» **About this task**
Print out the entries that follow exactly, missing none.
# # # # #
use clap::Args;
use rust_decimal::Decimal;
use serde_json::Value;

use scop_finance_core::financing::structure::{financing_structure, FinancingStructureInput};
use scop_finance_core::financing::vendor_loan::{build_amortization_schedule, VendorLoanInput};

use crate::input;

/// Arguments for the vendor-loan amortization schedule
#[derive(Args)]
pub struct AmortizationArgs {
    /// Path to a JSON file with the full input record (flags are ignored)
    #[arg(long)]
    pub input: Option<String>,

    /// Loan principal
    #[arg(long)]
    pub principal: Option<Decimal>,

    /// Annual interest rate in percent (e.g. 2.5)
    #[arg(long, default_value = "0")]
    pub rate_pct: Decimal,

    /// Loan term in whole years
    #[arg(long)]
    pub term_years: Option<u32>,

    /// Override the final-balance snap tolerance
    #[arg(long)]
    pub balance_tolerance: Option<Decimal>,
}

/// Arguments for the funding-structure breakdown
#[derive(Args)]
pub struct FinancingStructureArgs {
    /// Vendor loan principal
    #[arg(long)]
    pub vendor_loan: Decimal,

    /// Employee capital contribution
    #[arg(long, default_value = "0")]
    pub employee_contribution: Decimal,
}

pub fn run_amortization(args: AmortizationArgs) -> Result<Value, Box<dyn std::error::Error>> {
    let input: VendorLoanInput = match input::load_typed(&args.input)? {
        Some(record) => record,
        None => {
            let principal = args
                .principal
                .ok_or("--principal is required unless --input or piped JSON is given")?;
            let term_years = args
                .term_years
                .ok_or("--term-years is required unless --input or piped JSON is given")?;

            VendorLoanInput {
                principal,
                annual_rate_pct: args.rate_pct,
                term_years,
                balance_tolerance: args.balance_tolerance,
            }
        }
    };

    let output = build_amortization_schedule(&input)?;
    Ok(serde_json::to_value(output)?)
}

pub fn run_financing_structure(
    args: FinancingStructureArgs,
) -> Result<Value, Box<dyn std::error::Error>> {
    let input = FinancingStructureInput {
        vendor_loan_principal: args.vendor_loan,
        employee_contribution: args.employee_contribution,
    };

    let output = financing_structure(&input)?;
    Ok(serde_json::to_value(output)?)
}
# # # # #
» **Solution to the problem**
use clap::Args;
use rust_decimal::Decimal;
use serde_json::Value;

use scop_finance_core::financing::structure::{financing_structure, FinancingStructureInput};
use scop_finance_core::financing::vendor_loan::{build_amortization_schedule, VendorLoanInput};

use crate::input;

/// Arguments for the vendor-loan amortization schedule
#[derive(Args)]
pub struct AmortizationArgs {
    /// Path to a JSON file with the full input record (flags are ignored)
    #[arg(long)]
    pub input: Option<String>,

    /// Loan principal
    #[arg(long)]
    pub principal: Option<Decimal>,

    /// Annual interest rate in percent (e.g. 2.5)
    #[arg(long, default_value = "0")]
    pub rate_pct: Decimal,

    /// Loan term in whole years
    #[arg(long)]
    pub term_years: Option<u32>,

    /// Override the final-balance snap tolerance
    #[arg(long)]
    pub balance_tolerance: Option<Decimal>,
}

/// Arguments for the funding-structure breakdown
#[derive(Args)]
pub struct FinancingStructureArgs {
    /// Vendor loan principal
    #[arg(long)]
    pub vendor_loan: Decimal,

    /// Employee capital contribution
    #[arg(long, default_value = "0")]
    pub employee_contribution: Decimal,
}

pub fn run_amortization(args: AmortizationArgs) -> Result<Value, Box<dyn std::error::Error>> {
    let input: VendorLoanInput = match input::load_typed(&args.input)? {
        Some(record) => record,
        None => {
            let principal = args
                .principal
                .ok_or("--principal is required unless --input or piped JSON is given")?;
            let term_years = args
                .term_years
                .ok_or("--term-years is required unless --input or piped JSON is given")?;

            VendorLoanInput {
                principal,
                annual_rate_pct: args.rate_pct,
                term_years,
                balance_tolerance: args.balance_tolerance,
            }
        }
    };

    let output = build_amortization_schedule(&input)?;
    Ok(serde_json::to_value(output)?)
}

pub fn run_financing_structure(
    args: FinancingStructureArgs,
) -> Result<Value, Box<dyn std::error::Error>> {
    let input = FinancingStructureInput {
        vendor_loan_principal: args.vendor_loan,
        employee_contribution: args.employee_contribution,
    };

    let output = financing_structure(&input)?;
    Ok(serde_json::to_value(output)?)
}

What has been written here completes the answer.